/// Discriminates plain links from the open-edge carriers.
#[derive(Debug, Clone, Copy, PartialEq, Eq)]
pub enum EdgeKind {
    /// Both endpoints fixed at wiring time.
    Link,
    /// Fixed source, destination resolved through the carried requirement.
    Dependency,
    /// Fixed destination, source resolved through the carried requirement.
    Affordance,
}

/// A directed connection between two graph items.
///
/// Endpoints may be open (`None`). Dependency and affordance edges carry a
/// [`Requirement`] by uid; their open endpoint aliases the requirement's
/// bound provider.
#[derive(Debug, Clone)]
pub struct Edge {
    base: Entity,
    pub kind: EdgeKind,
    pub edge_type: Option<String>,
    pub(crate) source_id: Option<Uuid>,
    pub(crate) destination_id: Option<Uuid>,
    pub(crate) requirement_id: Option<Uuid>,
}

impl Edge {
    /// A plain link; endpoints validated when the edge is added to a graph.
    pub fn link(source: Option<Uuid>, destination: Option<Uuid>) -> Self {
        Self {
            base: Entity::new(),
            kind: EdgeKind::Link,
            edge_type: None,
            source_id: source,
            destination_id: destination,
            requirement_id: None,
        }
    }

    /// A dependency: fixed `source`, destination provisioned on demand.
    pub fn dependency(source: Uuid, requirement: Uuid) -> Self {
        Self {
            base: Entity::new(),
            kind: EdgeKind::Dependency,
            edge_type: None,
            source_id: Some(source),
            destination_id: None,
            requirement_id: Some(requirement),
        }
    }

    /// An affordance: fixed `destination`, source provisioned on demand.
    pub fn affordance(destination: Uuid, requirement: Uuid) -> Self {
        Self {
            base: Entity::new(),
            kind: EdgeKind::Affordance,
            edge_type: None,
            source_id: None,
            destination_id: Some(destination),
            requirement_id: Some(requirement),
        }
    }

    pub fn labeled(mut self, label: impl Into<String>) -> Self {
        self.base = self.base.labeled(label);
        self
    }

    pub fn typed(mut self, edge_type: impl Into<String>) -> Self {
        self.edge_type = Some(edge_type.into());
        self
    }

    pub fn uid(&self) -> Uuid {
        self.base.uid()
    }

    pub fn source_id(&self) -> Option<Uuid> {
        self.source_id
    }

    pub fn destination_id(&self) -> Option<Uuid> {
        self.destination_id
    }

    pub fn requirement_id(&self) -> Option<Uuid> {
        self.requirement_id
    }
}

impl Matchable for Edge {
    fn entity(&self) -> &Entity {
        &self.base
    }

    fn kind(&self) -> ItemKind {
        ItemKind::Edge
    }

    fn capability(&self, key: &str, expected: &Value, scope: MatchScope<'_>) -> Option<bool> {
        let uid_eq = |id: Option<Uuid>| {
            expected
                .as_str()
                .and_then(|s| Uuid::parse_str(s).ok())
                .map(|u| id == Some(u))
                .unwrap_or(false)
        };
        match key {
            "has_source" => Some(uid_eq(self.source_id)),
            "has_destination" => Some(uid_eq(self.destination_id)),
            "has_requirement" => Some(uid_eq(self.requirement_id)),
            _ => self.base.base_capability(key, expected).or_else(|| {
                scope.graph.and_then(|g| g.scope_capability(self.uid(), key, expected))
            }),
        }
    }

    fn attr(&self, key: &str) -> Option<Value> {
        match key {
            "edge_type" => self.edge_type.clone().map(Value::String),
            _ => match key {
                "label" => self.base.label.clone().map(Value::String),
                "uid" => Some(Value::String(self.base.uid().to_string())),
                other => self.base.attr(other).cloned(),
            },
        }
    }
}

/// An ordered grouping of graph items addressed by membership.
#[derive(Debug, Clone)]
pub struct Subgraph {
    base: Entity,
    pub subgraph_type: Option<String>,
    pub(crate) member_ids: Vec<Uuid>,
}

impl Subgraph {
    pub fn new() -> Self {
        Self {
            base: Entity::new(),
            subgraph_type: None,
            member_ids: Vec::new(),
        }
    }

    pub fn labeled(mut self, label: impl Into<String>) -> Self {
        self.base = self.base.labeled(label);
        self
    }

    pub fn tagged<I, S>(mut self, tags: I) -> Self
    where
        I: IntoIterator<Item = S>,
        S: Into<String>,
    {
        self.base = self.base.tagged(tags);
        self
    }

    pub fn typed(mut self, subgraph_type: impl Into<String>) -> Self {
        self.subgraph_type = Some(subgraph_type.into());
        self
    }

    pub fn uid(&self) -> Uuid {
        self.base.uid()
    }

    /// Member uids in insertion order.
    pub fn member_ids(&self) -> &[Uuid] {
        &self.member_ids
    }

    pub fn has_member(&self, uid: Uuid) -> bool {
        self.member_ids.contains(&uid)
    }
}

impl Default for Subgraph {
    fn default() -> Self {
        Self::new()
    }
}

impl Matchable for Subgraph {
    fn entity(&self) -> &Entity {
        &self.base
    }

    fn kind(&self) -> ItemKind {
        ItemKind::Subgraph
    }

    fn capability(&self, key: &str, expected: &Value, scope: MatchScope<'_>) -> Option<bool> {
        match key {
            "has_member" => Some(
                expected
                    .as_str()
                    .and_then(|s| Uuid::parse_str(s).ok())
                    .map(|u| self.has_member(u))
                    .unwrap_or(false),
            ),
            _ => self.base.base_capability(key, expected).or_else(|| {
                scope.graph.and_then(|g| g.scope_capability(self.uid(), key, expected))
            }),
        }
    }
}

/// Any item a graph can hold.
#[derive(Debug, Clone)]
pub enum GraphItem {
    Node(Node),
    Edge(Edge),
    Subgraph(Subgraph),
    Requirement(Requirement),
}

impl GraphItem {
    pub fn uid(&self) -> Uuid {
        self.entity().uid()
    }

    pub(crate) fn entity_mut(&mut self) -> &mut Entity {
        match self {
            GraphItem::Node(n) => n.entity_mut(),
            GraphItem::Edge(e) => &mut e.base,
            GraphItem::Subgraph(s) => &mut s.base,
            GraphItem::Requirement(r) => r.entity_mut(),
        }
    }

    pub fn display_label(&self) -> String {
        self.entity().display_label()
    }

    pub fn as_node(&self) -> Option<&Node> {
        match self {
            GraphItem::Node(n) => Some(n),
            _ => None,
        }
    }

    pub fn as_node_mut(&mut self) -> Option<&mut Node> {
        match self {
            GraphItem::Node(n) => Some(n),
            _ => None,
        }
    }

    pub fn as_edge(&self) -> Option<&Edge> {
        match self {
            GraphItem::Edge(e) => Some(e),
            _ => None,
        }
    }

    pub fn as_edge_mut(&mut self) -> Option<&mut Edge> {
        match self {
            GraphItem::Edge(e) => Some(e),
            _ => None,
        }
    }

    pub fn as_subgraph(&self) -> Option<&Subgraph> {
        match self {
            GraphItem::Subgraph(s) => Some(s),
            _ => None,
        }
    }

    pub fn as_requirement(&self) -> Option<&Requirement> {
        match self {
            GraphItem::Requirement(r) => Some(r),
            _ => None,
        }
    }

    pub fn as_requirement_mut(&mut self) -> Option<&mut Requirement> {
        match self {
            GraphItem::Requirement(r) => Some(r),
            _ => None,
        }
    }

    /// Structural identity folding in the owning graph's uid.
    pub fn structural_id(&self, graph: &Graph) -> Uuid {
        Uuid::new_v5(&graph.uid(), self.uid().as_bytes())
    }
}

impl Matchable for GraphItem {
    fn entity(&self) -> &Entity {
        match self {
            GraphItem::Node(n) => n.entity(),
            GraphItem::Edge(e) => e.entity(),
            GraphItem::Subgraph(s) => s.entity(),
            GraphItem::Requirement(r) => r.entity(),
        }
    }

    fn kind(&self) -> ItemKind {
        match self {
            GraphItem::Node(_) => ItemKind::Node,
            GraphItem::Edge(_) => ItemKind::Edge,
            GraphItem::Subgraph(_) => ItemKind::Subgraph,
            GraphItem::Requirement(_) => ItemKind::Requirement,
        }
    }

    fn capability(&self, key: &str, expected: &Value, scope: MatchScope<'_>) -> Option<bool> {
        match self {
            GraphItem::Node(n) => n.capability(key, expected, scope),
            GraphItem::Edge(e) => e.capability(key, expected, scope),
            GraphItem::Subgraph(s) => s.capability(key, expected, scope),
            GraphItem::Requirement(r) => r.capability(key, expected, scope),
        }
    }

    fn attr(&self, key: &str) -> Option<Value> {
        match self {
            GraphItem::Edge(e) => e.attr(key),
            other => match key {
                "label" => other.entity().label.clone().map(Value::String),
                "uid" => Some(Value::String(other.entity().uid().to_string())),
                k => other.entity().attr(k).cloned(),
            },
        }
    }
}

• **Task statement**
Check each line of the listing for "tags". Show those that have it.

• **Solution for this problem**
    pub fn tagged<I, S>(mut self, tags: I) -> Self
        self.base = self.base.tagged(tags);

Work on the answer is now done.